Class Size: Where Belief Trumps Reality

The size of classrooms can make a difference in the education of children. But perhaps no belief is so expensive or contrary to the facts than that which maintains smaller classes, as determined by some arbitrary number, is a cost effective way to benefit students.
It is to be expected educators will harbor this view because, whatever the impact on students, a teacher with fifteen students per class has less responsibility than one with thirty. But members of the general public, especially parents of school students, stubbornly maintain this view, contrary to history, research findings, and experience.
Class size has been regularly reduced over the years, and is currently smaller than ever. Early in the nineteenth century, under the Lancasterian system, a teacher might be responsible for a class of 1000 or more. They handled it by using students as assistants. In New York City schools at the time of the Civil War, relatively untrained young women teachers had classes with as many as 150 students. Even the superintendent agreed that was unreasonable for a teacher to have more than 100 students per class.
When this writer began teaching in a public high school more than 45 years ago, the school had an 8-period teaching day. Teachers typically had six classes, one period of non-teaching duty, and one free period daily. During the six teaching periods, classes commonly had 30-35 students each, giving the teacher a daily student load of 175-200+ students. By contrast, today's classes are typically about 25 students and often mandated to be fewer, yet class size remains a complaint.
If smaller classes are a guarantee of better education, why hasn't it happened? Does anyone maintain that public education in New York City today, with many classes of 25 students, and none with 150, is five or six times more effective than was true with the 150 or so in the 1860s?

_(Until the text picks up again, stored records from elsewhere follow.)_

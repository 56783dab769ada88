mod adapter;
mod container;
#[cfg(feature = "emitter")]
mod notify;
mod predicate;
mod queue;
mod schema;
mod storage;
mod value;
mod writer;

pub use adapter::{AdapterError, ContainerAdapter, SchemaAdapter};
pub use container::{Container, ContainerError};
#[cfg(feature = "emitter")]
pub use notify::ChangeNotifier;
pub use predicate::{Clause, Predicate, PredicateBuilder, PredicateError};
pub use queue::{QueueError, QueueHandle, QueueStats, Task, TaskSubmitter, WorkQueue};
pub use schema::{AutoIncrement, ColumnDef, SchemaBuilder, SchemaError, TableSchema};
pub use storage::{InMemoryStorage, SaveMode, SaveOutcome, StorageError, StorageMutator};
pub use value::{ColumnType, ColumnValue};
pub use writer::{ChangeKind, ExecutionMode, ModelWriter, WriteError};

// Re-export the EventEmitter from the event_emitter_rs crate
#[cfg(feature = "emitter")]
pub use event_emitter_rs::EventEmitter;
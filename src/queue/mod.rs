//! Deferred execution: the queue contract and a worker-thread implementation.

mod worker;

pub use worker::{QueueHandle, QueueStats, WorkQueue};

use std::fmt;

/// A unit of work handed to an execution queue.
pub type Task = Box<dyn FnOnce() + Send + 'static>;

#[derive(Debug, Clone, PartialEq, Eq)]
pub enum QueueError {
    /// The queue's worker has stopped; the task was not accepted.
    Closed,
}

impl fmt::Display for QueueError {
    fn fmt(&self, f: &mut fmt::Formatter<'_>) -> fmt::Result {
        match self {
            QueueError::Closed => write!(f, "execution queue is closed"),
        }
    }
}

impl std::error::Error for QueueError {}

/// Accepts units of work for eventual execution off the caller's thread.
///
/// Fire-and-forget: an accepted task runs exactly once, but no result channel
/// is part of this contract. Callers needing completion signals layer their
/// own on top.
pub trait TaskSubmitter: Send + Sync {
    fn submit(&self, task: Task) -> Result<(), QueueError>;
}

Indeed, the research confirms this anecdotal observation. A decade ago, Eric Hanushek at the University of Rochester reviewed more than 300 studies of class size. Almost without exception they concluded it made no difference. The few positive findings were so minor as to be insignificant. And they were counterbalanced by a few that found negative results—that is, as class size went down so did student achievement. Of course many in the education establishment quote the few studies with any good news for them, while failing to note that they are the exceptions and the gains are almost nonexistent.
Recent experience also indicates the lack of cost-effective educational gains obtained from reducing class size. Then there is the classic current experience in California which ten years ago by a statewide law mandated maximum class size in grades 1-3 (later adding 4th grade) of 20. This cost an additional $1.5 billion the first year. Ten years later more than $15 billion additional has been spent chasing this moonbeam, with miserable results. Even ignoring such frauds as reported in the March 31, 2007 Los Angeles Times of a district that "created phantom classes to pull the wool over state officials' eyes," the paper concluded that "There is still no evidence that the multibillion-dollar investment in small primary classes has made more than an incremental difference."
Talk about waste! After ten years you would think citizens, particularly irate taxpayers, would be demanding that it's time to give it up, but the program is still popular.
Suggestions for reducing class size are not based on sound history, research, or experience. If we insist upon ignoring what research suggests is the way to go, at least we should not do what research suggests doesn't work and, most of all, stop doing those things that clearly do not work.
David W. Kirkpatrick is a Senior Education Fellow with the U.S. Freedom Foundation and The Buckeye Institute.